- PROBLEM STATEMENT
Starting from the line with "pub mod db;", transcribe each line to the end of the records below. Copy them exactly and write nothing else.

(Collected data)
====

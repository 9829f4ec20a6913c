use tracing_subscriber::{
    fmt::format::Format, layer::SubscriberExt, util::SubscriberInitExt, EnvFilter,
};

/// Install the global tracing subscriber: env filter plus a compact console format.
pub fn init_telemetry(environment: &str) -> Result<(), anyhow::Error> {
    let console_fmt = tracing_subscriber::fmt::layer().event_format(
        Format::default()
            .compact()
            .with_target(false)
            .without_time(),
    );

    tracing_subscriber::registry()
        .with(
            EnvFilter::try_from_default_env()
                .unwrap_or_else(|_| "ferry=debug,tower_http=debug".into()),
        )
        .with(console_fmt)
        .try_init()
        .map_err(|e| anyhow::anyhow!("Failed to install tracing subscriber: {}", e))?;

    tracing::info!(environment = %environment, "Tracing initialized");
    Ok(())
}
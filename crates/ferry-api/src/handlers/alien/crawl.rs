use crate::error::{ErrorResponse, HttpAppError, ValidatedForm};
use crate::response::ApiResponse;
use crate::state::AppState;
use axum::{extract::State, response::IntoResponse};
use chrono::Utc;
use ferry_core::models::{CrawlDirectForm, CrawlTokenForm};
use ferry_core::validation::parse_privacy;
use std::sync::Arc;

/// Fetch a remote URL into the file an upload token was issued for
#[utoipa::path(
    post,
    path = "/api/alien/crawl/token",
    tag = "alien",
    request_body(content = CrawlTokenForm, content_type = "application/x-www-form-urlencoded"),
    responses(
        (status = 200, description = "File stored"),
        (status = 400, description = "Invalid URL", body = ErrorResponse),
        (status = 410, description = "Upload token expired or already used", body = ErrorResponse),
        (status = 502, description = "Remote fetch failed", body = ErrorResponse)
    )
)]
#[tracing::instrument(skip_all, fields(url = %form.url))]
pub async fn crawl_token(
    State(state): State<Arc<AppState>>,
    ValidatedForm(form): ValidatedForm<CrawlTokenForm>,
) -> Result<impl IntoResponse, HttpAppError> {
    let matter = state
        .uploads
        .consume_crawl(&form.upload_token_uuid, &form.url, Utc::now())
        .await?;

    Ok(ApiResponse::ok(matter))
}

/// Fetch a remote URL on the owner's own credentials
#[utoipa::path(
    post,
    path = "/api/alien/crawl/direct",
    tag = "alien",
    request_body(content = CrawlDirectForm, content_type = "application/x-www-form-urlencoded"),
    responses(
        (status = 200, description = "File stored"),
        (status = 400, description = "Invalid parameters", body = ErrorResponse),
        (status = 401, description = "Bad credentials", body = ErrorResponse),
        (status = 502, description = "Remote fetch failed", body = ErrorResponse)
    )
)]
#[tracing::instrument(skip_all, fields(filename = %form.filename, url = %form.url))]
pub async fn crawl_direct(
    State(state): State<Arc<AppState>>,
    ValidatedForm(form): ValidatedForm<CrawlDirectForm>,
) -> Result<impl IntoResponse, HttpAppError> {
    let privacy = parse_privacy(&form.privacy)?;
    let user = state.credentials.authenticate(&form.email, &form.password).await?;

    let matter = state
        .uploads
        .crawl_direct(&user, &form.filename, &form.url, privacy, &form.dir)
        .await?;

    Ok(ApiResponse::ok(matter))
}
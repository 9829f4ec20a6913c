//! Ferry persistence layer
//!
//! Postgres repositories for users, matters, capability tokens and image
//! caches, plus the store traits the service layer is written against.

pub mod db;
pub mod traits;

#[cfg(any(test, feature = "test-helpers"))]
pub mod test_helpers;

pub use db::{
    DownloadTokenRepository, ImageCacheRepository, MatterRepository, UploadTokenRepository,
    UserRepository,
};
pub use traits::{DownloadTokenStore, ImageCacheStore, MatterStore, UploadTokenStore, UserStore};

====

- ANSWER TO THE EXERCISE
pub mod db;
pub mod traits;

#[cfg(any(test, feature = "test-helpers"))]
pub mod test_helpers;

pub use db::{
    DownloadTokenRepository, ImageCacheRepository, MatterRepository, UploadTokenRepository,
    UserRepository,
};
pub use traits::{DownloadTokenStore, ImageCacheStore, MatterStore, UploadTokenStore, UserStore};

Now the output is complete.